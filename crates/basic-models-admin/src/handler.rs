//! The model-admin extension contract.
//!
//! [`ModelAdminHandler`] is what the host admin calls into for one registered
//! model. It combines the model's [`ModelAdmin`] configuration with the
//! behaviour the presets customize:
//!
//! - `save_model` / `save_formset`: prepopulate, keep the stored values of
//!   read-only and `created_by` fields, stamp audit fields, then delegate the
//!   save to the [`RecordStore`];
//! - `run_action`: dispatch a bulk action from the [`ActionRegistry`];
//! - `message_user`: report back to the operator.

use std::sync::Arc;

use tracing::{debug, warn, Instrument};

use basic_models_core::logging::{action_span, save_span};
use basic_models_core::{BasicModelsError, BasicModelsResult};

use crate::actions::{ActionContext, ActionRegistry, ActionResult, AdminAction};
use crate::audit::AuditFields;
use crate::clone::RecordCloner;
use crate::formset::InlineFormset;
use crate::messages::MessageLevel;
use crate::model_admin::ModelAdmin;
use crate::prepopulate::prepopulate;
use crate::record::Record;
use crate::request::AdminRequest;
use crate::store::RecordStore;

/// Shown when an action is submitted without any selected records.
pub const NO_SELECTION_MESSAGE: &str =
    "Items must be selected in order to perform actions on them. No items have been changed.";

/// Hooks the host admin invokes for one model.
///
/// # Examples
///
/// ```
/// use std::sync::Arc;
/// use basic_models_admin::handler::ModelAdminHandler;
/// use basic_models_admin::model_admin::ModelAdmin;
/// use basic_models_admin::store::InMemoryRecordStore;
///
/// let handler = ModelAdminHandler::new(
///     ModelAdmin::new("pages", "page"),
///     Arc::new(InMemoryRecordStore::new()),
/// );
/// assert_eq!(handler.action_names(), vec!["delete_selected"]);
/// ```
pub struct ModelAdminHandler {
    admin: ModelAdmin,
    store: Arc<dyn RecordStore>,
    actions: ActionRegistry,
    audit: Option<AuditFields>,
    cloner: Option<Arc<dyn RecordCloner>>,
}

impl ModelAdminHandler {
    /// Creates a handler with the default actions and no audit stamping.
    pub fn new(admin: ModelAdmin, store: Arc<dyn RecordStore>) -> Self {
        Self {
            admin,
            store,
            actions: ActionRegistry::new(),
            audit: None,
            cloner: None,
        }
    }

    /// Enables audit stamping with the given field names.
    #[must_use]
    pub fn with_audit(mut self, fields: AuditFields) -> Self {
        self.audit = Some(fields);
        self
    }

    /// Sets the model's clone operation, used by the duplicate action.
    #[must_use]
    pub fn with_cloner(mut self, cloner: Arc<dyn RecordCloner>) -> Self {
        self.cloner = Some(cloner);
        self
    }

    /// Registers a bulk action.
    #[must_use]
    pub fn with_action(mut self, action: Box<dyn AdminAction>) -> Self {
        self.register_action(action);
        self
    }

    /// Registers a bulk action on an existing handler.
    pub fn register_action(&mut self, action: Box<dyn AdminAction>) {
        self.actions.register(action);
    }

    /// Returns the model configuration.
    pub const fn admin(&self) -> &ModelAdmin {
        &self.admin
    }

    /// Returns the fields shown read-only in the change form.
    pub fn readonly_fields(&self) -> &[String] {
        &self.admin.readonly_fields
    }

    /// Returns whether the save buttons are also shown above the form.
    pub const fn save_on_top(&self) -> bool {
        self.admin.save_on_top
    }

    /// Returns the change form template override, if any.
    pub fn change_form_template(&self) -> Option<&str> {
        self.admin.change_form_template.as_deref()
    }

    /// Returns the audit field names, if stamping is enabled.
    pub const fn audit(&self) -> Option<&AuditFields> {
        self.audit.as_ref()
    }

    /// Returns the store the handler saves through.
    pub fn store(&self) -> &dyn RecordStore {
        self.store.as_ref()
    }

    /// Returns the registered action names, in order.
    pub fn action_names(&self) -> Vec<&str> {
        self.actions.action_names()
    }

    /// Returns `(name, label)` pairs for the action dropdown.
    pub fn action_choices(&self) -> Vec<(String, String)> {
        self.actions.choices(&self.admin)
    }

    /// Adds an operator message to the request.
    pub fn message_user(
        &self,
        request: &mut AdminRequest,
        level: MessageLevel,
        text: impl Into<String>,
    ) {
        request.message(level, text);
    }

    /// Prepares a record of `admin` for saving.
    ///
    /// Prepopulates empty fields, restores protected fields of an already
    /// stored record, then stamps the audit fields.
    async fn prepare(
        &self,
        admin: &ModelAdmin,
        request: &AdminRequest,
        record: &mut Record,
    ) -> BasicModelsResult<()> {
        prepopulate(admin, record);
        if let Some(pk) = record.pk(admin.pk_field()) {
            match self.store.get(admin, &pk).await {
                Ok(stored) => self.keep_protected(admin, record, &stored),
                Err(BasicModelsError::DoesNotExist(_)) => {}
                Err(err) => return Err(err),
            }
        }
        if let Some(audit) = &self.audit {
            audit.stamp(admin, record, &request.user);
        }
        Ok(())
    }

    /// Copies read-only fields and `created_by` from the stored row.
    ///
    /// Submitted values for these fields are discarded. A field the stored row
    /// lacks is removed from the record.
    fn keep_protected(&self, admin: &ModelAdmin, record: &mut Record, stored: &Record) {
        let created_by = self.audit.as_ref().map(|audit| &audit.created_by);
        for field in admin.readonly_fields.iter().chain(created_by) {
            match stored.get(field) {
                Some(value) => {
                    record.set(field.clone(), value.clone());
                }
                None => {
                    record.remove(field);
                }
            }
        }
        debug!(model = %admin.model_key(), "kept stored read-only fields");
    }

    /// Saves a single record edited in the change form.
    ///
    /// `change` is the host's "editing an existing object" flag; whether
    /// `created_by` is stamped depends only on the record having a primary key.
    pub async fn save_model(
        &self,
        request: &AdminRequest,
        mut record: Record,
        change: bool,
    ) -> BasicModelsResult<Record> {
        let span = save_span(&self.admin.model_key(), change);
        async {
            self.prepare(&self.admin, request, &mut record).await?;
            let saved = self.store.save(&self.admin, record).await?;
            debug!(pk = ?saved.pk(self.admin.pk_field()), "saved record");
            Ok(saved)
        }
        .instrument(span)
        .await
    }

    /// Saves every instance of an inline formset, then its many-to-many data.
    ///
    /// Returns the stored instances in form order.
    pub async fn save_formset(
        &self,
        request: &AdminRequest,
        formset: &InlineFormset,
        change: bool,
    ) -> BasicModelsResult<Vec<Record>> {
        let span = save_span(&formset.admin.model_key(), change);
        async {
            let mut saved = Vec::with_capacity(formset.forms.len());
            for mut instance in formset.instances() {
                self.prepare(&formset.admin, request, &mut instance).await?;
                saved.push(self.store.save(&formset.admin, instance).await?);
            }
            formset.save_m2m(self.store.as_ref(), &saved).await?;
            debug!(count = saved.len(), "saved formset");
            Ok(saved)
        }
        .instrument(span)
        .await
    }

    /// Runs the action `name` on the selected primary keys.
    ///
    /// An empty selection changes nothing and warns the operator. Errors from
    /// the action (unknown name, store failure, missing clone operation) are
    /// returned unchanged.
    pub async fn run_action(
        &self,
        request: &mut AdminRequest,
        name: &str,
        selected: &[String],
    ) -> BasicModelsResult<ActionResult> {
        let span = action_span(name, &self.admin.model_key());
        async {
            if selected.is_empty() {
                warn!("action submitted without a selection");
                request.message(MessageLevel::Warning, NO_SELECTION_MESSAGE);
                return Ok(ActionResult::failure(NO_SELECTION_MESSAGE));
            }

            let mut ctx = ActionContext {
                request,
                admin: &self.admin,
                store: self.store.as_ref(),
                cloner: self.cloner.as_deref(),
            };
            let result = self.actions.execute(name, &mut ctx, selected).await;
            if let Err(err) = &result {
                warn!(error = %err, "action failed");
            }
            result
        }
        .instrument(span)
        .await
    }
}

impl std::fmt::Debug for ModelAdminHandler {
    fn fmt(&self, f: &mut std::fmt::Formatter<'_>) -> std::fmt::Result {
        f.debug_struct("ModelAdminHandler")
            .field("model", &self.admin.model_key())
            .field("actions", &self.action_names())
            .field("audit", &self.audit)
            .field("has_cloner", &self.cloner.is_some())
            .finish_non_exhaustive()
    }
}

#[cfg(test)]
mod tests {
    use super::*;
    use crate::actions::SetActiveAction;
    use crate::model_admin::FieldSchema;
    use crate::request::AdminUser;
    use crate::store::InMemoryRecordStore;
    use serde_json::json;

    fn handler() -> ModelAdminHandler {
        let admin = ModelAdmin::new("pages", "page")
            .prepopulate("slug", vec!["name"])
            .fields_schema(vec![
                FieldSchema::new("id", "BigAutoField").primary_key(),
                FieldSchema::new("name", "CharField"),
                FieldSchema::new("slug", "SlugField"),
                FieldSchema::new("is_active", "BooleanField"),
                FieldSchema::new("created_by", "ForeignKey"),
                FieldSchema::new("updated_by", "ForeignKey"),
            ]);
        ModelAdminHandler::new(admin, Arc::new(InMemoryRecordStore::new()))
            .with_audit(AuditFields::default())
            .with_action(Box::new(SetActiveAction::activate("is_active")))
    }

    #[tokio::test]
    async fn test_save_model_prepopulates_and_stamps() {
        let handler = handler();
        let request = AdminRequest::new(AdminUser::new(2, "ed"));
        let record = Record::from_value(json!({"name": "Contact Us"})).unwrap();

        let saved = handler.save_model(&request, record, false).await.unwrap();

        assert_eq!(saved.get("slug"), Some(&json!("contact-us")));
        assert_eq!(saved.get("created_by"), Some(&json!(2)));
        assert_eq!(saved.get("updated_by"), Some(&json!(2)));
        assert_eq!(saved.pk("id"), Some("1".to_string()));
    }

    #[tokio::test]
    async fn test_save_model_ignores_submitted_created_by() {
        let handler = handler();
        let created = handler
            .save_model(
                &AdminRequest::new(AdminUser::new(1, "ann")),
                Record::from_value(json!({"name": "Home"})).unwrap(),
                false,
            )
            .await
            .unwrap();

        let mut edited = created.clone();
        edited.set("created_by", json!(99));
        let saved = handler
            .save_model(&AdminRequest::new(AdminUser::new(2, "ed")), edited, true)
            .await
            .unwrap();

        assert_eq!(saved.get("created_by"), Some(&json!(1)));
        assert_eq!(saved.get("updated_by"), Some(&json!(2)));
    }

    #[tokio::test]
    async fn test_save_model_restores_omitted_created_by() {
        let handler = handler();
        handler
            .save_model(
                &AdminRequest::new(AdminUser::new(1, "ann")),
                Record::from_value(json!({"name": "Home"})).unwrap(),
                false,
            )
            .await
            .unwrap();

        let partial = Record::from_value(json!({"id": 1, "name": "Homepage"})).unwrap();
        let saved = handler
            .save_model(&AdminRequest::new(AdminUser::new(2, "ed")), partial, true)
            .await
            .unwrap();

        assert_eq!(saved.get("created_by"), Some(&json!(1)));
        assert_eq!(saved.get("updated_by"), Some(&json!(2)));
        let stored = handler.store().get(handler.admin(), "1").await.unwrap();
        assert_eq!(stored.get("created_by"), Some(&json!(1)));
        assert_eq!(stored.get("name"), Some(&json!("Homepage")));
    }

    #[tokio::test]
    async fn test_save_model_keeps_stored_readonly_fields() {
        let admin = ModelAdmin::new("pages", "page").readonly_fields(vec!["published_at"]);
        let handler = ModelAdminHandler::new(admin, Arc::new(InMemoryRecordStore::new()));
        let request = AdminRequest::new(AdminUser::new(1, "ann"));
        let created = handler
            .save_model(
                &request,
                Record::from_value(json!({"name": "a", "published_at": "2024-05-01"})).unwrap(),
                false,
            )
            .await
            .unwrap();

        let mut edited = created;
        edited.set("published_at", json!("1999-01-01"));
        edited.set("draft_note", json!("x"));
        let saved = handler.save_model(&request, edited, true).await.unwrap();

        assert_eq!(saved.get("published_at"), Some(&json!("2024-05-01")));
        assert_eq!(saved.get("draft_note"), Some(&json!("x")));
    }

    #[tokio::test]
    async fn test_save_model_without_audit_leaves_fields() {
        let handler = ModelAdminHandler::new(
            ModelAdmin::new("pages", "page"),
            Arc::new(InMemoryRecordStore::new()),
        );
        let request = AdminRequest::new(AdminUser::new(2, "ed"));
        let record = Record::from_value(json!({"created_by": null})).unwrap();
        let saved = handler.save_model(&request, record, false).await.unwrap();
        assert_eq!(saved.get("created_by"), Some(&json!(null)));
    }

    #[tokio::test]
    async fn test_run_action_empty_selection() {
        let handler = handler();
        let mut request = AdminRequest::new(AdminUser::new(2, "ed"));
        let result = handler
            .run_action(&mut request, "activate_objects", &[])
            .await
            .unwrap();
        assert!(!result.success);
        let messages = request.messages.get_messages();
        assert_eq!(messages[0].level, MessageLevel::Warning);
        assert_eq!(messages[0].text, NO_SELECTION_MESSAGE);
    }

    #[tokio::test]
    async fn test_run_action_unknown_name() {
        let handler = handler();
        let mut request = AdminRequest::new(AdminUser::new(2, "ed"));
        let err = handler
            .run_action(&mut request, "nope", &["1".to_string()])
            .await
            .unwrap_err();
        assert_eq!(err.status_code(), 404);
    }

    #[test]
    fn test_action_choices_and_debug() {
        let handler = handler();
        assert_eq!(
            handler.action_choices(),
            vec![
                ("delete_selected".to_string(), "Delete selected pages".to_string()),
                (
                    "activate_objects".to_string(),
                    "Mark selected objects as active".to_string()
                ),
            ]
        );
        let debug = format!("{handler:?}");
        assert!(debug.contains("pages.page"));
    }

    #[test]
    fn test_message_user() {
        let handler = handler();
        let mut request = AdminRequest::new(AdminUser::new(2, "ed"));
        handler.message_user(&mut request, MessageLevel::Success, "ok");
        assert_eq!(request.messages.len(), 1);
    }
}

....................

(TRY IT) From the records above, extract exactly and only the lines that begin at the line with "operator. Errors from" and stop after the line with "if let Err(err)".

(FINISHED EXERCISE)
    /// An empty selection changes nothing and warns the operator. Errors from
    /// the action (unknown name, store failure, missing clone operation) are
    /// returned unchanged.
    pub async fn run_action(
        &self,
        request: &mut AdminRequest,
        name: &str,
        selected: &[String],
    ) -> BasicModelsResult<ActionResult> {
        let span = action_span(name, &self.admin.model_key());
        async {
            if selected.is_empty() {
                warn!("action submitted without a selection");
                request.message(MessageLevel::Warning, NO_SELECTION_MESSAGE);
                return Ok(ActionResult::failure(NO_SELECTION_MESSAGE));
            }

            let mut ctx = ActionContext {
                request,
                admin: &self.admin,
                store: self.store.as_ref(),
                cloner: self.cloner.as_deref(),
            };
            let result = self.actions.execute(name, &mut ctx, selected).await;
            if let Err(err) = &result {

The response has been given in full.